The Makefile in `Reindeer/sim/verilator/Makefile` is also to build the UUT, VPluseTain_RV2T_MCU from a bunch of submodule in Reindeer/submodules/PulseRain_MCU and compile in a /obj_dir, this is full of submodule of written with C++.
### In `tb_PulseRain_RV2T.cpp`
Test Bench, tb_PulseRain_RV2T.cpp will new a `UUT` object, which is the Reindeer simulator, VPulseRain_RV2T_MCU.
`tb_PulseRain_RV2T.cpp` will extracte the elf file with wanted value.
```cpp
ref_file_process(ref_file);
/* Extract the begin_signature and end_signature */
elf_label_process(elf_file);
prepare_elf_section_list(elf_file);
```
It reset UUT input wire with the following code. The `testbench`, which is a class to evalutate the simulator given UUT and tfp, `VerilatedVcdC*`
```cpp
uut = new UUT; // Create instance
/* Create a VCD dump file in c standalone (no SystemC) simulations */
VerilatedVcdC* tfp = new VerilatedVcdC;
if (!trace_file.empty()) {
Verilated::traceEverOn(true);
uut->trace (tfp, 99);
tfp->open (trace_file.c_str());
}
else {
tfp = NULL;
}
testbench t {10, uut, tfp};
uut->reset_n = 0; // Set some inputs
uut->sync_reset = 0;
std::cout << "\n=============> reset..." << "\n";
/* Initialize the uut */
uut->sync_reset = 0;
uut->ocd_reg_we = 0;
uut->ocd_reg_read_addr = 0;
uut->ocd_reg_write_addr = 0;
uut->ocd_reg_write_data = 0;
uut->ocd_read_enable = 0;
uut->ocd_write_enable = 0;
uut->ocd_rw_addr = 0;
uut->ocd_write_word = 0;
uut->start = 0;
uut->start_address = start_address;
t.reset();
std::cout << "=============> init stack ..." << "\n";
uut->ocd_reg_we = 1;
uut->ocd_reg_write_addr = 2; // SP
uut->ocd_reg_write_data = DEFAULT_STACK_INIT_VALUE;
t.run();
uut->ocd_reg_we = 0;
t.run();
```
## Hold and Load
The tradtional method to bootstrap a CPU is 1.making a boot loader in software 2. storing the boot loader in a ROM and 3. after power on rest, the boot loader is supposed to be executed first, for which it will move the rest of the code/data into RAM. And the PC will be set to the _start address of the new image afterwords.

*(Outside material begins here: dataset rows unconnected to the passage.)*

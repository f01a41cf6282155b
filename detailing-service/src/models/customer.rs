use chrono::{DateTime, Utc};
use serde::{Deserialize, Serialize};

use super::invoice::{CustomerSnapshot, VehicleSnapshot};

#[derive(Debug, Clone, PartialEq, Serialize, Deserialize)]
pub struct Vehicle {
    pub make: String,
    pub model: String,
    pub plate: String,
    #[serde(default)]
    pub color: Option<String>,
    #[serde(default)]
    pub year: Option<u16>,
}

impl Vehicle {
    pub fn display_name(&self) -> String {
        format!("{} {}", self.make, self.model).trim().to_string()
    }

    pub fn snapshot(&self) -> VehicleSnapshot {
        VehicleSnapshot {
            name: self.display_name(),
            plate: self.plate.clone(),
        }
    }
}

#[derive(Debug, Clone, PartialEq, Serialize, Deserialize)]
pub struct Customer {
    #[serde(rename = "_id")]
    pub id: String,
    pub name: String,
    pub phone: String,
    #[serde(default)]
    pub email: Option<String>,
    #[serde(default)]
    pub address: Option<String>,
    #[serde(default)]
    pub vehicles: Vec<Vehicle>,
    pub created_at: DateTime<Utc>,
}

impl Customer {
    pub fn vehicle(&self, index: u32) -> Option<&Vehicle> {
        self.vehicles.get(index as usize)
    }

    pub fn snapshot(&self) -> CustomerSnapshot {
        CustomerSnapshot {
            name: self.name.clone(),
            phone: self.phone.clone(),
            email: self.email.clone(),
            address: self.address.clone(),
        }
    }
}

#[cfg(test)]
mod tests {
    use super::*;

    #[test]
    fn vehicle_display_name_joins_make_and_model() {
        let vehicle = Vehicle {
            make: "Hyundai".to_string(),
            model: "Creta".to_string(),
            plate: "MH12AB1234".to_string(),
            color: None,
            year: Some(2023),
        };

        assert_eq!(vehicle.display_name(), "Hyundai Creta");
        assert_eq!(vehicle.snapshot().plate, "MH12AB1234");
    }
}
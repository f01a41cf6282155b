use rust_decimal::Decimal;
use serde::{Deserialize, Serialize};
use std::collections::BTreeMap;
use validator::Validate;

use crate::models::{Invoice, Job, JobStage, NewJob, ServiceItem};
use crate::services::PaymentRequest;

#[derive(Debug, Deserialize, Validate)]
pub struct CreateJobRequest {
    #[validate(length(min = 1, message = "Customer id is required"))]
    pub customer_id: String,

    #[serde(default)]
    pub vehicle_index: u32,

    #[serde(default)]
    pub service_items: Vec<ServiceItem>,

    #[serde(default)]
    pub requires_gst: bool,

    /// Invoice-level discount keyed by business.
    #[serde(default)]
    pub invoice_discounts: BTreeMap<String, Decimal>,

    pub notes: Option<String>,
}

impl From<CreateJobRequest> for NewJob {
    fn from(req: CreateJobRequest) -> Self {
        NewJob {
            customer_id: req.customer_id,
            vehicle_index: req.vehicle_index,
            service_items: req.service_items,
            requires_gst: req.requires_gst,
            invoice_discounts: req.invoice_discounts,
            notes: req.notes,
        }
    }
}

#[derive(Debug, Deserialize)]
pub struct StageRequest {
    pub stage: JobStage,
}

#[derive(Debug, Serialize)]
pub struct StageResponse {
    pub job: Job,
    pub previous_stage: JobStage,
    pub invoices: Vec<Invoice>,
}

#[derive(Debug, Deserialize, Validate)]
pub struct RecordPaymentRequest {
    pub amount: Decimal,

    #[validate(length(min = 1, message = "Payment mode is required"))]
    pub mode: String,

    /// Business whose invoice the payment settles.
    pub business: Option<String>,
}

impl From<RecordPaymentRequest> for PaymentRequest {
    fn from(req: RecordPaymentRequest) -> Self {
        PaymentRequest {
            amount: req.amount,
            mode: req.mode,
            business: req.business,
        }
    }
}

#[derive(Debug, Serialize)]
pub struct PaymentResponse {
    pub job: Job,
    pub invoice: Option<Invoice>,
}
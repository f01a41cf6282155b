use axum::http::{HeaderValue, Request};
use axum::{extract::Request as AxumRequest, middleware::Next, response::Response};
use tracing::Span;
use uuid::Uuid;

pub const REQUEST_ID_HEADER: &str = "x-request-id";

/// Propagate or mint an `x-request-id` on the request and echo it on the response.
pub async fn request_id_middleware(mut req: AxumRequest, next: Next) -> Response {
    let request_id = req
        .headers()
        .get(REQUEST_ID_HEADER)
        .and_then(|h| h.to_str().ok())
        .map(|s| s.to_string())
        .unwrap_or_else(|| Uuid::new_v4().to_string());

    if let Ok(header_value) = HeaderValue::from_str(&request_id) {
        req.headers_mut().insert(REQUEST_ID_HEADER, header_value);
    }

    let mut response = next.run(req).await;

    if let Ok(header_value) = HeaderValue::from_str(&request_id) {
        response
            .headers_mut()
            .insert(REQUEST_ID_HEADER, header_value);
    }

    response
}

/// Span factory for `TraceLayer::make_span_with`.
pub fn http_request_span<B>(request: &Request<B>) -> Span {
    let request_id = request
        .headers()
        .get(REQUEST_ID_HEADER)
        .and_then(|value| value.to_str().ok())
        .unwrap_or("-");

    tracing::info_span!(
        "http_request",
        request_id = %request_id,
        method = %request.method(),
        uri = %request.uri(),
        version = ?request.version(),
    )
}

Quote from [README.md] from [Reindeer]()
>After reset, the soft CPU will be put into a hold state, and it will have access to the UART TX port by default. But a valid debug frame sending from the host PC can let OCD to reconfigure the mux and switch the UART TX to OCD side, for which the memory can be accessed, and the control frames can be exchanged. A new software image can be loaded into the memory during the CPU hold state, which gives rise to the name "hold-and-load".